▶ _What is required_: A copy is needed of each line in the records that has the word "опускается".
- - -
//! Доступ к таблице `users`.

use chrono::NaiveDateTime;
use rusqlite::{Connection, Result};

use crate::core::config;
use crate::core::types::{Gender, UserType};
use crate::storage::db::{fmt_ts, parse_ts};

/// Структура, представляющая пользователя в базе данных.
#[derive(Debug, Clone)]
pub struct User {
    /// Внутренний ID (первичный ключ)
    pub id: i64,
    /// Telegram ID пользователя
    pub telegram_id: i64,
    /// Имя пользователя (username) в Telegram, если доступно
    pub username: Option<String>,
    /// Имя из профиля Telegram
    pub first_name: Option<String>,
    /// Фамилия из профиля Telegram
    pub last_name: Option<String>,
    /// Город пользователя
    pub city: String,
    /// Отображаемое имя, введенное в анкете
    pub display_name: String,
    /// Возраст
    pub age: u32,
    /// Пол
    pub gender: Gender,
    /// Информация "о себе" (опционально)
    pub about: Option<String>,
    /// Текущий рейтинг (репутация), не опускается ниже 0
    pub rating: i64,
    /// Баланс токенов
    pub tokens: i64,
    /// Тип пользователя: regular или vip
    pub user_type: UserType,
    /// Дата окончания VIP-статуса (None, если VIP не покупался)
    pub vip_until: Option<NaiveDateTime>,
    /// Дата регистрации в боте
    pub created_at: Option<NaiveDateTime>,
}

impl User {
    /// Активен ли VIP-статус на момент `now`.
    pub fn is_vip(&self, now: NaiveDateTime) -> bool {
        self.user_type == UserType::Vip && self.vip_until.map(|until| until > now).unwrap_or(false)
    }

    /// Достаточен ли рейтинг для создания мероприятий.
    pub fn can_create_events(&self) -> bool {
        self.rating >= *config::rating::MIN_RATING_TO_CREATE
    }

    /// Достаточен ли рейтинг для просмотра мероприятий.
    pub fn can_view_events(&self) -> bool {
        self.rating >= *config::rating::MIN_RATING_TO_VIEW
    }
}

const USER_COLUMNS: &str = "id, telegram_id, username, first_name, last_name, city, display_name, \
                            age, gender, about, rating, tokens, user_type, vip_until, created_at";

pub(crate) fn row_to_user(row: &rusqlite::Row<'_>) -> Result<User> {
    Ok(User {
        id: row.get(0)?,
        telegram_id: row.get(1)?,
        username: row.get(2)?,
        first_name: row.get(3)?,
        last_name: row.get(4)?,
        city: row.get(5)?,
        display_name: row.get(6)?,
        age: row.get(7)?,
        gender: row.get(8)?,
        about: row.get(9)?,
        rating: row.get(10)?,
        tokens: row.get(11)?,
        user_type: row.get(12)?,
        vip_until: row.get::<_, Option<String>>(13)?.as_deref().and_then(parse_ts),
        created_at: row.get::<_, Option<String>>(14)?.as_deref().and_then(parse_ts),
    })
}

/// Создает нового пользователя в базе данных.
///
/// Рейтинг стартует с `DEFAULT_RATING`, баланс токенов нулевой.
///
/// # Arguments
///
/// * `conn` - Соединение с базой данных
/// * `telegram_id` - Telegram ID пользователя
/// * `username` - Имя пользователя в Telegram (опционально)
/// * `first_name` - Имя из профиля Telegram (опционально)
/// * `last_name` - Фамилия из профиля Telegram (опционально)
/// * `city` - Город из анкеты
/// * `display_name` - Отображаемое имя из анкеты
/// * `age` - Возраст
/// * `gender` - Пол
/// * `about` - Информация "о себе" (опционально)
///
/// # Returns
///
/// Возвращает созданного пользователя (перечитанного из базы).
///
/// # Errors
///
/// Возвращает ошибку если пользователь с таким telegram_id уже существует
/// или произошла ошибка БД.
#[allow(clippy::too_many_arguments)]
pub fn create_user(
    conn: &Connection,
    telegram_id: i64,
    username: Option<&str>,
    first_name: Option<&str>,
    last_name: Option<&str>,
    city: &str,
    display_name: &str,
    age: u32,
    gender: Gender,
    about: Option<&str>,
) -> Result<User> {
    conn.execute(
        "INSERT INTO users (telegram_id, username, first_name, last_name, city, display_name, age, gender, about, rating)
         VALUES (?1, ?2, ?3, ?4, ?5, ?6, ?7, ?8, ?9, ?10)",
        rusqlite::params![
            telegram_id,
            username,
            first_name,
            last_name,
            city,
            display_name,
            age,
            gender,
            about,
            config::rating::DEFAULT_RATING,
        ],
    )?;

    let id = conn.last_insert_rowid();
    get_user_by_id(conn, id)?.ok_or(rusqlite::Error::QueryReturnedNoRows)
}

/// Получает пользователя по Telegram ID.
///
/// # Returns
///
/// Возвращает `Ok(Some(User))` если пользователь найден, `Ok(None)` если
/// не найден, или ошибку базы данных.
pub fn get_user_by_telegram_id(conn: &Connection, telegram_id: i64) -> Result<Option<User>> {
    let mut stmt = conn.prepare(&format!(
        "SELECT {USER_COLUMNS} FROM users WHERE telegram_id = ?1"
    ))?;
    let mut rows = stmt.query_map([telegram_id], row_to_user)?;

    rows.next().transpose()
}

/// Получает пользователя по внутреннему ID.
pub fn get_user_by_id(conn: &Connection, id: i64) -> Result<Option<User>> {
    let mut stmt = conn.prepare(&format!("SELECT {USER_COLUMNS} FROM users WHERE id = ?1"))?;
    let mut rows = stmt.query_map([id], row_to_user)?;

    rows.next().transpose()
}

/// Обновляет город пользователя.
pub fn update_user_city(conn: &Connection, user_id: i64, city: &str) -> Result<()> {
    conn.execute(
        "UPDATE users SET city = ?1, updated_at = datetime('now') WHERE id = ?2",
        rusqlite::params![city, user_id],
    )?;
    Ok(())
}

/// Обновляет отображаемое имя пользователя.
pub fn update_user_display_name(conn: &Connection, user_id: i64, display_name: &str) -> Result<()> {
    conn.execute(
        "UPDATE users SET display_name = ?1, updated_at = datetime('now') WHERE id = ?2",
        rusqlite::params![display_name, user_id],
    )?;
    Ok(())
}

/// Обновляет возраст пользователя.
pub fn update_user_age(conn: &Connection, user_id: i64, age: u32) -> Result<()> {
    conn.execute(
        "UPDATE users SET age = ?1, updated_at = datetime('now') WHERE id = ?2",
        rusqlite::params![age, user_id],
    )?;
    Ok(())
}

/// Обновляет информацию "о себе".
pub fn update_user_about(conn: &Connection, user_id: i64, about: Option<&str>) -> Result<()> {
    conn.execute(
        "UPDATE users SET about = ?1, updated_at = datetime('now') WHERE id = ?2",
        rusqlite::params![about, user_id],
    )?;
    Ok(())
}

/// Изменяет рейтинг пользователя на `delta` (может быть отрицательным).
///
/// Рейтинг не опускается ниже нуля: нижняя граница применяется в самом
/// запросе, поэтому конкурирующие изменения не могут увести значение
/// в минус.
pub fn adjust_rating(conn: &Connection, user_id: i64, delta: i64) -> Result<()> {
    conn.execute(
        "UPDATE users SET rating = MAX(0, rating + ?1), updated_at = datetime('now') WHERE id = ?2",
        rusqlite::params![delta, user_id],
    )?;
    Ok(())
}

/// Добавляет токены на баланс пользователя.
pub fn add_tokens(conn: &Connection, user_id: i64, amount: i64) -> Result<()> {
    conn.execute(
        "UPDATE users SET tokens = tokens + ?1, updated_at = datetime('now') WHERE id = ?2",
        rusqlite::params![amount, user_id],
    )?;
    Ok(())
}

/// Списывает токены с баланса пользователя.
///
/// # Returns
///
/// Возвращает `Ok(true)` если списание прошло, `Ok(false)` если на балансе
/// недостаточно токенов (баланс не изменяется).
pub fn spend_tokens(conn: &Connection, user_id: i64, amount: i64) -> Result<bool> {
    let affected = conn.execute(
        "UPDATE users SET tokens = tokens - ?1, updated_at = datetime('now')
         WHERE id = ?2 AND tokens >= ?1",
        rusqlite::params![amount, user_id],
    )?;
    Ok(affected > 0)
}

/// Устанавливает VIP-статус пользователя до даты `until`.
pub fn set_vip(conn: &Connection, user_id: i64, until: NaiveDateTime) -> Result<()> {
    conn.execute(
        "UPDATE users SET user_type = ?1, vip_until = ?2, updated_at = datetime('now') WHERE id = ?3",
        rusqlite::params![UserType::Vip, fmt_ts(until), user_id],
    )?;
    Ok(())
}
- - -
▶ _Answer to the problem_:
    /// Текущий рейтинг (репутация), не опускается ниже 0
/// Рейтинг не опускается ниже нуля: нижняя граница применяется в самом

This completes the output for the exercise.